### RECORDS SHOWN
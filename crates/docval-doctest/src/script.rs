// SPDX-License-Identifier: (MIT OR Apache-2.0)
//! Executor for the built-in docval script language.

use docval_interp::{Interpreter, Interrupt, Limits};

use crate::error::EnvironmentError;
use crate::executor::{Budget, ExecutionContext, ExecutionOutcome, Executor, Interrupted};
use crate::source::SourceUnit;

/// Runs examples in an embedded interpreter, one per unit.
#[derive(Debug, Clone, Default)]
pub struct ScriptExecutor;

impl Executor for ScriptExecutor {
    fn name(&self) -> &str {
        "script"
    }

    fn open(&self, unit: &SourceUnit) -> Result<Box<dyn ExecutionContext>, EnvironmentError> {
        tracing::debug!(path = %unit.path.display(), "opening script context");
        Ok(Box::new(ScriptContext { interp: Interpreter::new() }))
    }
}

struct ScriptContext {
    interp: Interpreter,
}

impl ExecutionContext for ScriptContext {
    fn execute(&mut self, statements: &[String], budget: &Budget) -> Result<ExecutionOutcome, Interrupted> {
        let limits = Limits::new(Some(budget.deadline), Some(budget.cancel.flag()));
        let mut outcome = ExecutionOutcome::default();

        for statement in statements {
            let result = self.interp.execute(statement, &limits);
            outcome.actual_output.push_str(&self.interp.take_output());
            if let Err(err) = result {
                match err.interrupt() {
                    Some(Interrupt::Timeout) => return Err(Interrupted::Timeout),
                    Some(Interrupt::Cancelled) => return Err(Interrupted::Cancelled),
                    None => {
                        outcome.raised_error = Some(err.to_string());
                        break;
                    }
                }
            }
        }

        Ok(outcome)
    }
}

#[cfg(test)]
mod tests {
    use super::*;
    use crate::cancel::CancelToken;
    use std::time::Duration;

    fn context() -> Box<dyn ExecutionContext> {
        ScriptExecutor::default().open(&SourceUnit::new("doc.md", "")).unwrap()
    }

    fn budget() -> Budget {
        Budget::new(Duration::from_secs(5), CancelToken::new())
    }

    fn stmts(lines: &[&str]) -> Vec<String> {
        lines.iter().map(|s| s.to_string()).collect()
    }

    #[test]
    fn bindings_persist_between_examples() {
        let mut ctx = context();
        let first = ctx.execute(&stmts(&["let total = 40"]), &budget()).unwrap();
        assert_eq!(first, ExecutionOutcome::default());
        let second = ctx.execute(&stmts(&["total = total + 2", "total"]), &budget()).unwrap();
        assert_eq!(second.actual_output, "42\n");
        assert_eq!(second.raised_error, None);
    }

    #[test]
    fn error_stops_remaining_statements() {
        let mut ctx = context();
        let out = ctx
            .execute(&stmts(&["print(\"one\")", "missing", "print(\"never\")"]), &budget())
            .unwrap();
        assert_eq!(out.actual_output, "one\n");
        assert_eq!(out.raised_error.as_deref(), Some("NameError: undefined variable 'missing'"));
    }

    #[test]
    fn timeout_is_an_interruption() {
        let mut ctx = context();
        let budget = Budget::new(Duration::from_millis(30), CancelToken::new());
        assert_eq!(ctx.execute(&stmts(&["while true { }"]), &budget), Err(Interrupted::Timeout));
    }

    #[test]
    fn cancellation_is_an_interruption() {
        let mut ctx = context();
        let cancel = CancelToken::new();
        cancel.cancel();
        let budget = Budget::new(Duration::from_secs(5), cancel);
        assert_eq!(ctx.execute(&stmts(&["1"]), &budget), Err(Interrupted::Cancelled));
    }

    #[test]
    fn syntax_error_is_raised_error() {
        let mut ctx = context();
        let out = ctx.execute(&stmts(&["let = 1"]), &budget()).unwrap();
        assert!(out.raised_error.unwrap().starts_with("SyntaxError:"));
    }
}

### WHAT THE TASK ASKS
Repeat the data word for word, leaving out no line.

### OUTPUT FOR THIS TASK
filename crates/docval-doctest/src/script.rs
// SPDX-License-Identifier: (MIT OR Apache-2.0)
//! Executor for the built-in docval script language.

use docval_interp::{Interpreter, Interrupt, Limits};

use crate::error::EnvironmentError;
use crate::executor::{Budget, ExecutionContext, ExecutionOutcome, Executor, Interrupted};
use crate::source::SourceUnit;

/// Runs examples in an embedded interpreter, one per unit.
#[derive(Debug, Clone, Default)]
pub struct ScriptExecutor;

impl Executor for ScriptExecutor {
    fn name(&self) -> &str {
        "script"
    }

    fn open(&self, unit: &SourceUnit) -> Result<Box<dyn ExecutionContext>, EnvironmentError> {
        tracing::debug!(path = %unit.path.display(), "opening script context");
        Ok(Box::new(ScriptContext { interp: Interpreter::new() }))
    }
}

struct ScriptContext {
    interp: Interpreter,
}

impl ExecutionContext for ScriptContext {
    fn execute(&mut self, statements: &[String], budget: &Budget) -> Result<ExecutionOutcome, Interrupted> {
        let limits = Limits::new(Some(budget.deadline), Some(budget.cancel.flag()));
        let mut outcome = ExecutionOutcome::default();

        for statement in statements {
            let result = self.interp.execute(statement, &limits);
            outcome.actual_output.push_str(&self.interp.take_output());
            if let Err(err) = result {
                match err.interrupt() {
                    Some(Interrupt::Timeout) => return Err(Interrupted::Timeout),
                    Some(Interrupt::Cancelled) => return Err(Interrupted::Cancelled),
                    None => {
                        outcome.raised_error = Some(err.to_string());
                        break;
                    }
                }
            }
        }

        Ok(outcome)
    }
}

#[cfg(test)]
mod tests {
    use super::*;
    use crate::cancel::CancelToken;
    use std::time::Duration;

    fn context() -> Box<dyn ExecutionContext> {
        ScriptExecutor::default().open(&SourceUnit::new("doc.md", "")).unwrap()
    }

    fn budget() -> Budget {
        Budget::new(Duration::from_secs(5), CancelToken::new())
    }

    fn stmts(lines: &[&str]) -> Vec<String> {
        lines.iter().map(|s| s.to_string()).collect()
    }

    #[test]
    fn bindings_persist_between_examples() {
        let mut ctx = context();
        let first = ctx.execute(&stmts(&["let total = 40"]), &budget()).unwrap();
        assert_eq!(first, ExecutionOutcome::default());
        let second = ctx.execute(&stmts(&["total = total + 2", "total"]), &budget()).unwrap();
        assert_eq!(second.actual_output, "42\n");
        assert_eq!(second.raised_error, None);
    }

    #[test]
    fn error_stops_remaining_statements() {
        let mut ctx = context();
        let out = ctx
            .execute(&stmts(&["print(\"one\")", "missing", "print(\"never\")"]), &budget())
            .unwrap();
        assert_eq!(out.actual_output, "one\n");
        assert_eq!(out.raised_error.as_deref(), Some("NameError: undefined variable 'missing'"));
    }

    #[test]
    fn timeout_is_an_interruption() {
        let mut ctx = context();
        let budget = Budget::new(Duration::from_millis(30), CancelToken::new());
        assert_eq!(ctx.execute(&stmts(&["while true { }"]), &budget), Err(Interrupted::Timeout));
    }

    #[test]
    fn cancellation_is_an_interruption() {
        let mut ctx = context();
        let cancel = CancelToken::new();
        cancel.cancel();
        let budget = Budget::new(Duration::from_secs(5), cancel);
        assert_eq!(ctx.execute(&stmts(&["1"]), &budget), Err(Interrupted::Cancelled));
    }

    #[test]
    fn syntax_error_is_raised_error() {
        let mut ctx = context();
        let out = ctx.execute(&stmts(&["let = 1"]), &budget()).unwrap();
        assert!(out.raised_error.unwrap().starts_with("SyntaxError:"));
    }
}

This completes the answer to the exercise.